The bottom line: dragons are a powerful, versatile tribe in Hearthstone. While Patches the Pirate and his ragtag crew have sped up the meta significantly, this hasn’t stopped players from experimenting with non-aggro decks in the month since Kobolds and Catacombs. We’ve seen, for instance, a powerful Control Warlock archetype and the continued dominance of both Razakus and Big Priest at high ranks. For months, in fact, these were the only Priest archetypes to keep in mind at the mulligan phase. But things have changed.
Cheating Mana with Dragons
Enter Dragon Priest — nothing altogether new, but a fun amalgam of powerful dragons, big spells, and Prince Keleseth. The style of deck, first dreamed up by Satellite, currently offers the potential for blow-out tempo swings against aggro and tempo decks alongside the flexibility of a value-oriented gameplan against, say, Control Warlock. The deck aims to use Northshire Cleric, Kabal Talonpriest, and Duskbreaker to maintain a semblance of board control early on, leveraging that advantage into overwhelming plays on turns four, five, and six. Twilight Drake and Cobalt Scalebane should dominate the board on these turns.
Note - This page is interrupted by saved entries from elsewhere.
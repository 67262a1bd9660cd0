use thiserror::Error;

#[derive(Error, Debug)]
pub enum DeskRagError {
    #[error("Database error: {0}")]
    Database(#[from] sqlx::Error),

    #[error("Migration error: {0}")]
    Migration(#[from] sqlx::migrate::MigrateError),

    #[error("HTTP error: {0}")]
    HttpError(String),

    #[error("Embedding provider error: {0}")]
    EmbeddingError(String),

    #[error("Configuration error: {0}")]
    ConfigError(String),

    #[error("Subscription error: {0}")]
    SubscriptionError(String),

    #[error("No authenticated identity")]
    AuthRequired,

    #[error("Message content is empty")]
    EmptyMessage,

    #[error("Serialization error: {0}")]
    Serialization(#[from] serde_json::Error),

    #[error("TOML parsing error: {0}")]
    TomlParsing(#[from] toml::de::Error),

    #[error("IO error: {0}")]
    Io(#[from] std::io::Error),
}

pub type Result<T> = std::result::Result<T, DeskRagError>;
The most exciting new additions to the archetype are Spiteful Summoner and Grand Archivist, a duo capable of generating insane amounts of pressure against any opponent. The idea is to include only a handful of spells in our deck — in this case Mind Control and Free From Amber — so that, as with Big Spell Mage, we maximize the value from the Summoner and Archivist. The damage this causes the opponent is difficult for them to mitigate, often putting games out of reach at turn six.
There are two popular variations of the deck floating around out there: a value-focused one with Netherspite Historian, two Mind Control, and one Free From Amber; and a tempo-focused list with Prince Keleseth, one Mind Control, and two Free From Amber. Of course, one is not inherently better than the other. Players will need to analyze the meta at their rank and play accordingly.
One tip, though: Mind Control can absolutely dominate the Control Warlock lists that are so popular right now. Stealing a Voidlord allows you to continue pressing damage, protects your minions from Doomguard, and cheats the opponent’s Death Knight of value. And stealing a Carnivorous Cube does, in fact, give you two of whichever minion it consumed with its Battlecry. Without consistently drawing Duskbreaker, though, this build suffers against Aggro Paladin and other fast decks. To compromise, the Keleseth build could perform well with a Kabal Songstealer tech to answer rampant Voidlords.
Always mulligan for Northshire Cleric, Prince Keleseth, and Kabal Talonpriest. In Control matchups, you can prioritize the Cleric, Keleseth, and Spiteful Summoner. Always toss the spells back to maximize potential value for Spiteful Summoner and Grand Archivist. The control matchups are fun to navigate, because if the tempo gameplan doesn’t quite get you there, you must pivot to prioritize value. Deciding when, if ever, to make that pivot will often decide these games. Against Tempo Rogue and the like, whoever controls the board throughout the early game usually comes away with a win.
Take them by Surprise
In case anyone wasn't aware, dragons are good. Their resilience as the meta changes proves this. While there are still Razakus and Big Priests all over the standard ladder, the new Dragon Priest should be on the minds of everyone (especially those who queue into a Priest expecting a combo deck). Moreover, its versatility against many of the meta’s most popular decks makes it a wise choice, while its blowout potential with Spiteful Summoner makes it fun to play, too — a welcome combination for those hoping to climb ranks.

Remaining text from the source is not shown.